A. Training Neural Network
The CNN was constructed and trained using PyTorch. PyTorch is a deep learning framework that simplifies neural network training and deployment. The AMC CNN structure is based on a model proposed in [4] . The model consists of six layers in total, depicted in Table I , describing the activations, dimensions and total number of multiply-accumulates (MACs) for each layer. The model was trained to classify 128 samples of modulated complex data and distinguish between QPSK and QAM-16. A set of 34,000, 128 long complex samples were used and simulated at varying SNRs. Once the model was trained, the weights and biases were saved.
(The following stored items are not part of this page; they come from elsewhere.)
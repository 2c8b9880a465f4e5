//! Domain models for submissions and classifier verdicts.

use chrono::{DateTime, Utc};
use serde::{Deserialize, Serialize};
use std::fmt;
use std::str::FromStr;
use uuid::Uuid;

/// Owner metadata submitted alongside an uploaded document.
#[derive(Debug, Clone, Default, PartialEq, Eq, Serialize, Deserialize)]
pub struct SubmissionFields {
    pub name: String,
    pub branch: String,
    pub email: String,
    pub subject: String,
}

/// One stored upload: its owner metadata plus the name of the file on disk.
///
/// `id` and `created_at` are absent from stores written by older deployments;
/// they are filled in on load and persisted the next time the store is written.
#[derive(Debug, Clone, PartialEq, Eq, Serialize, Deserialize)]
pub struct SubmissionRecord {
    #[serde(default = "Uuid::new_v4")]
    pub id: Uuid,
    pub name: String,
    pub branch: String,
    pub email: String,
    pub subject: String,
    pub filename: String,
    #[serde(default = "Utc::now")]
    pub created_at: DateTime<Utc>,
}

impl SubmissionRecord {
    pub fn new(fields: SubmissionFields, filename: impl Into<String>) -> Self {
        Self {
            id: Uuid::new_v4(),
            name: fields.name,
            branch: fields.branch,
            email: fields.email,
            subject: fields.subject,
            filename: filename.into(),
            created_at: Utc::now(),
        }
    }

    pub fn fields(&self) -> SubmissionFields {
        SubmissionFields {
            name: self.name.clone(),
            branch: self.branch.clone(),
            email: self.email.clone(),
            subject: self.subject.clone(),
        }
    }
}

/// Binary classifier verdict.
#[derive(Debug, Clone, Copy, PartialEq, Eq, Hash, Serialize, Deserialize)]
pub enum Verdict {
    Real,
    Fake,
}

impl Verdict {
    /// Map the classifier's thresholded label: 1 is genuine, anything else is not.
    pub fn from_label(label: u8) -> Self {
        if label == 1 {
            Verdict::Real
        } else {
            Verdict::Fake
        }
    }

    pub fn label(self) -> u8 {
        match self {
            Verdict::Real => 1,
            Verdict::Fake => 0,
        }
    }

    pub fn as_str(self) -> &'static str {
        match self {
            Verdict::Real => "Real",
            Verdict::Fake => "Fake",
        }
    }
}

impl fmt::Display for Verdict {
    fn fmt(&self, f: &mut fmt::Formatter<'_>) -> fmt::Result {
        f.write_str(self.as_str())
    }
}

impl FromStr for Verdict {
    type Err = String;

    fn from_str(s: &str) -> Result<Self, Self::Err> {
        match s {
            "Real" => Ok(Verdict::Real),
            "Fake" => Ok(Verdict::Fake),
            other => Err(format!("unknown verdict '{}'", other)),
        }
    }
}

/// Raw classifier score together with the verdict derived from it.
#[derive(Debug, Clone, Copy, PartialEq, Serialize)]
pub struct ClassificationOutcome {
    pub score: f32,
    pub verdict: Verdict,
}

impl ClassificationOutcome {
    /// Threshold a score into a verdict. Scores strictly above `threshold` are label 1.
    pub fn from_score(score: f32, threshold: f32) -> Self {
        let label = u8::from(score > threshold);
        Self {
            score,
            verdict: Verdict::from_label(label),
        }
    }
}

#[cfg(test)]
mod tests {
    use super::*;

    #[test]
    fn test_verdict_label_mapping() {
        assert_eq!(Verdict::from_label(1), Verdict::Real);
        assert_eq!(Verdict::from_label(0), Verdict::Fake);
        assert_eq!(Verdict::Real.to_string(), "Real");
        assert_eq!(Verdict::Fake.to_string(), "Fake");
        assert_eq!("Fake".parse::<Verdict>(), Ok(Verdict::Fake));
        assert!("real".parse::<Verdict>().is_err());
    }

    #[test]
    fn test_outcome_threshold_is_strict() {
        assert_eq!(ClassificationOutcome::from_score(0.5, 0.5).verdict, Verdict::Fake);
        assert_eq!(ClassificationOutcome::from_score(0.51, 0.5).verdict, Verdict::Real);
        assert_eq!(ClassificationOutcome::from_score(0.0, 0.5).verdict, Verdict::Fake);
    }

    #[test]
    fn test_legacy_record_without_id_deserializes() {
        let json = r#"{"name":"Alice","branch":"CS","email":"a@x.com","subject":"Thesis","filename":"cert.png"}"#;
        let record: SubmissionRecord = serde_json::from_str(json).unwrap();
        assert_eq!(record.name, "Alice");
        assert_eq!(record.filename, "cert.png");
        assert!(!record.id.is_nil());
    }

    #[test]
    fn test_record_serializes_owner_fields() {
        let record = SubmissionRecord::new(
            SubmissionFields {
                name: "Bob".to_string(),
                branch: "EE".to_string(),
                email: "b@x.com".to_string(),
                subject: "Report".to_string(),
            },
            "report.jpg",
        );
        let value = serde_json::to_value(&record).unwrap();
        for key in ["name", "branch", "email", "subject", "filename", "id"] {
            assert!(value.get(key).is_some(), "missing {}", key);
        }
        assert_eq!(record.fields().branch, "EE");
    }
}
An SNR of 10dB was later used for testing the accuracy.
B. FPGA Architecture Design
A MATLAB System Object was used to convert the CNN architecture to HDL. The convolutional and dense layers were created within the System Object and programmed as a low-level design and in a hardware compatible coding style. A System Object design was used to enable layer weights to be loaded from PyTorch and be automatically quantised. Additionally, System Objects can generate HDL using HDL Coder within MATLAB. This allows for simulations of the quantised system before synthesis, saving development time.
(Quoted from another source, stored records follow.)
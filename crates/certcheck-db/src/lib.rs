//! certcheck record persistence
//!
//! Submissions are kept as one ordered JSON array in a single file. The
//! [`RecordStore`] reads and rewrites that file wholesale; the
//! [`SubmissionRepository`] serializes every load-modify-save cycle so
//! concurrent requests cannot lose each other's updates.

pub mod repository;
pub mod store;

pub use repository::SubmissionRepository;
pub use store::{RecordStore, RecordStoreError, RecordStoreResult};
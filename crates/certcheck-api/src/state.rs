use certcheck_core::Config;
use certcheck_services::SubmissionService;

/// Shared application state handed to every handler
#[derive(Clone, Debug)]
pub struct AppState {
    pub config: Config,
    pub submissions: SubmissionService,
}

impl AppState {
    pub fn new(config: Config, submissions: SubmissionService) -> Self {
        Self {
            config,
            submissions,
        }
    }
}
//! certcheck API Library
//!
//! HTTP handlers, HTML views, and application setup for the document upload
//! and classification server.

pub mod constants;
pub mod error;
mod handlers;
pub mod setup;
pub mod state;
pub mod views;

pub use error::HttpAppError;
pub use state::AppState;
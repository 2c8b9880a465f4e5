//! Route configuration and setup

use crate::constants::{DEFAULT_HTTP_CONCURRENCY_LIMIT, FORM_OVERHEAD_BYTES, STYLESHEET_PATH};
use crate::handlers;
use crate::state::AppState;
use axum::{
    extract::DefaultBodyLimit,
    routing::{get, post},
    Router,
};
use certcheck_core::constants::UPLOADS_URL_PREFIX;
use certcheck_core::Config;
use certcheck_infra::{request_id_middleware, security_headers_middleware, SecurityHeaders};
use std::sync::Arc;
use std::time::Duration;
use tower::limit::ConcurrencyLimitLayer;
use tower_http::services::ServeDir;
use tower_http::timeout::TimeoutLayer;
use tower_http::trace::TraceLayer;

/// Setup all application routes
pub fn setup_routes(config: &Config, state: Arc<AppState>) -> Result<Router<()>, anyhow::Error> {
    let pages = Router::new()
        .route("/", get(handlers::pages::home))
        .route("/about", get(handlers::pages::about))
        .route(STYLESHEET_PATH, get(handlers::pages::stylesheet))
        .route(
            "/upload",
            get(handlers::upload::upload_form).post(handlers::upload::upload_document),
        )
        .route("/uploads/{label}/{filename}", get(handlers::result::show_result))
        .route("/view", get(handlers::submissions::list_submissions))
        .route("/delete/{index}", post(handlers::submissions::delete_by_index))
        .route(
            "/submissions/{id}/delete",
            post(handlers::submissions::delete_by_id),
        )
        .route("/health", get(handlers::health::health_check));

    let uploads = ServeDir::new(&config.upload_folder);

    // Server-level concurrency limit to protect against resource exhaustion under extreme load
    let http_concurrency_limit = std::env::var("HTTP_CONCURRENCY_LIMIT")
        .ok()
        .and_then(|s| s.parse::<usize>().ok())
        .unwrap_or(DEFAULT_HTTP_CONCURRENCY_LIMIT)
        .max(1);

    let body_limit = config
        .max_file_size_bytes
        .checked_add(FORM_OVERHEAD_BYTES)
        .ok_or_else(|| {
            anyhow::anyhow!(
                "Upload limit of {} bytes leaves no room for form fields",
                config.max_file_size_bytes
            )
        })?;
    let timeout = Duration::from_secs(config.base.request_timeout_secs);

    tracing::info!(
        http_concurrency_limit,
        body_limit_bytes = body_limit,
        timeout_secs = timeout.as_secs(),
        "HTTP limits configured"
    );

    let app = pages
        .nest_service(UPLOADS_URL_PREFIX, uploads)
        .fallback(handlers::pages::not_found)
        .layer(DefaultBodyLimit::max(body_limit))
        .layer(ConcurrencyLimitLayer::new(http_concurrency_limit))
        .layer(TimeoutLayer::new(timeout))
        .layer(TraceLayer::new_for_http())
        .layer(axum::middleware::from_fn(request_id_middleware))
        .layer(axum::middleware::from_fn_with_state(
            SecurityHeaders::for_environment(config.is_production()),
            security_headers_middleware,
        ))
        .with_state(state);

    Ok(app)
}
Currently, we have created a System Object that takes in trained layer weights as parameters and quantises them to 2bits. We believe this approach can result in greater accuracy while still maintaining low resource utilisation. The model was trained in PyTorch while limiting the weights during training to a 2-bit range and performing the back-propagation with the straight-through technique [5] .
Once the preliminary design was created, accuracy tests were performed. The test compared the accuracy of the CNN at full precision with the 2-bit quantised version of the CNN. All input samples into the quantised CNN were set to a word length of 16 with 8 fractional bits. These results can be seen in Table II . The 2% accuracy drop shown in Table II indicates that the quantised weights do not significantly alter the accuracy of the system. This is the result of limiting the weight update during training to a range of 2-bits.
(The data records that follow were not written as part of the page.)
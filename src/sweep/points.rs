// SPDX-License-Identifier: MIT
//
// Copyright (c) 2025 Alexandre Severino
//
// Permission is hereby granted, free of charge, to any person obtaining a copy
// of this software and associated documentation files (the "Software"), to deal
// in the Software without restriction, including without limitation the rights
// to use, copy, modify, merge, publish, distribute, sublicense, and/or sell
// copies of the Software, and to permit persons to whom the Software is
// furnished to do so, subject to the following conditions:
//
// The above copyright notice and this permission notice shall be included in
// all copies or substantial portions of the Software.
//
// THE SOFTWARE IS PROVIDED "AS IS", WITHOUT WARRANTY OF ANY KIND, EXPRESS OR
// IMPLIED, INCLUDING BUT NOT LIMITED TO THE WARRANTIES OF MERCHANTABILITY,
// FITNESS FOR A PARTICULAR PURPOSE AND NONINFRINGEMENT. IN NO EVENT SHALL THE
// AUTHORS OR COPYRIGHT HOLDERS BE LIABLE FOR ANY CLAIM, DAMAGES OR OTHER
// LIABILITY, WHETHER IN AN ACTION OF CONTRACT, TORT OR OTHERWISE, ARISING FROM,
// OUT OF OR IN CONNECTION WITH THE SOFTWARE OR THE USE OR OTHER DEALINGS IN THE
// SOFTWARE.

use std::cmp::Ordering;

use smallvec::SmallVec;

use crate::geometry::{Aabb, Point2};
use crate::sweep::TriangulateError;

/// Fraction of the bounding-box extents used to place the sentinel points
/// outside the input. Empirically tuned in the reference family; do not change
/// without a stronger geometric argument.
const SENTINEL_MARGIN: f64 = 0.3;

/// Stable index of a point in a [`PointStore`].
#[derive(Debug, Clone, Copy, PartialEq, Eq, Hash)]
pub struct PointId(pub u32);

impl PointId {
    #[inline]
    pub fn index(self) -> usize {
        self.0 as usize
    }
}

/// Per-call arena of points, the constraint edges hanging off them, and the
/// sweep-sorted processing order.
///
/// Input points are appended in caller order and never reordered, so a
/// `PointId` below [`PointStore::input_len`] doubles as the caller's vertex
/// index. The two sentinel points are appended last by [`PointStore::finish`].
pub struct PointStore {
    coords: Vec<Point2>,
    /// For each point, the sweep-lower endpoints of constraint edges whose
    /// sweep-upper endpoint is this point.
    edges: Vec<SmallVec<[PointId; 2]>>,
    /// Input point ids in sweep order. Built once by `finish`.
    order: Vec<PointId>,
    input_len: usize,
    head: PointId,
    tail: PointId,
}

impl PointStore {
    pub fn with_capacity(n: usize) -> Self {
        Self {
            coords: Vec::with_capacity(n + 2),
            edges: Vec::with_capacity(n + 2),
            order: Vec::new(),
            input_len: 0,
            head: PointId(0),
            tail: PointId(0),
        }
    }

    pub fn add_point(&mut self, p: Point2) -> PointId {
        let id = PointId(self.coords.len() as u32);
        self.coords.push(p);
        self.edges.push(SmallVec::new());
        self.input_len += 1;
        id
    }

    /// Register the constraint edge `a`–`b`, attaching it to whichever
    /// endpoint comes later in sweep order. Rejects zero-length edges.
    pub fn add_edge(&mut self, a: PointId, b: PointId) -> Result<(), TriangulateError> {
        let pa = self.coords[a.index()];
        let pb = self.coords[b.index()];
        if pa.eq_eps(&pb) {
            return Err(TriangulateError::DuplicatePoint { x: pa.x, y: pa.y });
        }
        let (upper, lower) = match pa.sweep_cmp(&pb) {
            Ordering::Greater => (a, b),
            _ => (b, a),
        };
        self.edges[upper.index()].push(lower);
        Ok(())
    }

    /// Sort the input into sweep order and synthesize the two sentinel points
    /// framing the bounding box.
    pub fn finish(&mut self) {
        self.order = (0..self.input_len as u32).map(PointId).collect();
        self.order.sort_by(|&a, &b| {
            self.coords[a.index()].sweep_cmp(&self.coords[b.index()])
        });

        let bb = Aabb::from_points(&self.coords[..self.input_len]);
        let dx = SENTINEL_MARGIN * bb.width();
        let dy = SENTINEL_MARGIN * bb.height();

        self.head = PointId(self.coords.len() as u32);
        self.coords.push(Point2::new(bb.max.x + dx, bb.min.y - dy));
        self.edges.push(SmallVec::new());

        self.tail = PointId(self.coords.len() as u32);
        self.coords.push(Point2::new(bb.min.x - dx, bb.min.y - dy));
        self.edges.push(SmallVec::new());
    }

    #[inline]
    pub fn point(&self, id: PointId) -> Point2 {
        self.coords[id.index()]
    }

    /// Lower endpoints of the constraint edges whose upper endpoint is `id`.
    #[inline]
    pub fn edges_of(&self, id: PointId) -> &[PointId] {
        &self.edges[id.index()]
    }

    /// Input points in sweep order.
    #[inline]
    pub fn sorted(&self) -> &[PointId] {
        &self.order
    }

    #[inline]
    pub fn input_len(&self) -> usize {
        self.input_len
    }

    /// Right sentinel (max-x side).
    #[inline]
    pub fn head(&self) -> PointId {
        self.head
    }

    /// Left sentinel (min-x side).
    #[inline]
    pub fn tail(&self) -> PointId {
        self.tail
    }

    #[inline]
    pub fn is_sentinel(&self, id: PointId) -> bool {
        id.index() >= self.input_len
    }
}

#[cfg(test)]
mod tests {
    use super::*;

    fn store(points: &[(f64, f64)]) -> (PointStore, Vec<PointId>) {
        let mut s = PointStore::with_capacity(points.len());
        let ids = points
            .iter()
            .map(|&(x, y)| s.add_point(Point2::new(x, y)))
            .collect();
        (s, ids)
    }

    #[test]
    fn sorts_by_y_then_x() {
        let (mut s, ids) = store(&[(1.0, 2.0), (0.0, 0.0), (-1.0, 2.0)]);
        s.finish();
        assert_eq!(s.sorted(), &[ids[1], ids[2], ids[0]]);
    }

    #[test]
    fn sentinels_frame_the_bounding_box() {
        let (mut s, _) = store(&[(0.0, 0.0), (10.0, 20.0)]);
        s.finish();
        assert_eq!(s.point(s.head()), Point2::new(13.0, -6.0));
        assert_eq!(s.point(s.tail()), Point2::new(-3.0, -6.0));
        assert!(s.is_sentinel(s.head()));
        assert!(s.is_sentinel(s.tail()));
        assert_eq!(s.input_len(), 2);
    }

    #[test]
    fn edge_attaches_to_sweep_upper_endpoint() {
        let (mut s, ids) = store(&[(0.0, 0.0), (5.0, 1.0)]);
        s.add_edge(ids[0], ids[1]).unwrap();
        assert_eq!(s.edges_of(ids[1]), &[ids[0]]);
        assert!(s.edges_of(ids[0]).is_empty());
    }

    #[test]
    fn zero_length_edge_is_rejected() {
        let (mut s, ids) = store(&[(3.0, 4.0), (3.0, 4.0)]);
        let err = s.add_edge(ids[0], ids[1]).unwrap_err();
        assert_eq!(err, TriangulateError::DuplicatePoint { x: 3.0, y: 4.0 });
    }
}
III. PROPOSED AND FUTURE WORK
Final Goal: To produce a fully configurable System Object that allows for loading of weights and automatic fixed point precision conversion that can be interfaced with PYNQ to provide a callable hardware-accelerated function. Figure 1 shows an example application where the CNN interfaces with PYNQ for demodulation analysis. We next aim to deploy and test the CNN on a Zynq 7020, using the Pynq-Z2 development board, and investigate various methods for reducing the resources required. Once an acceptable resource utilisation and timing has been achieved, we intend to scale up the project such that the neural network can classify over the full range of modulation schemes specified in [4] . This will be deployed on the RFSoC, leveraging the RF-ADCs to allow signals to be modulated, transmitted, received, classified and demodulated accordingly.
IV. CONCLUSION
Previous work shows that neural networks can be heavily quantised for implementation on FPGAs to greatly improve on resource utilisation and power efficiency without significantly lowering accuracy. We are motivated by the results shown in these papers and have began to investigate how this can be applied to radio communications. Preliminary results show high accuracy results even with reduced precision weights. We hope to demonstrate the suitability of MATLAB System Objects and the PYNQ framework for implementing and accessing the functionality of CNNs on FPGAs.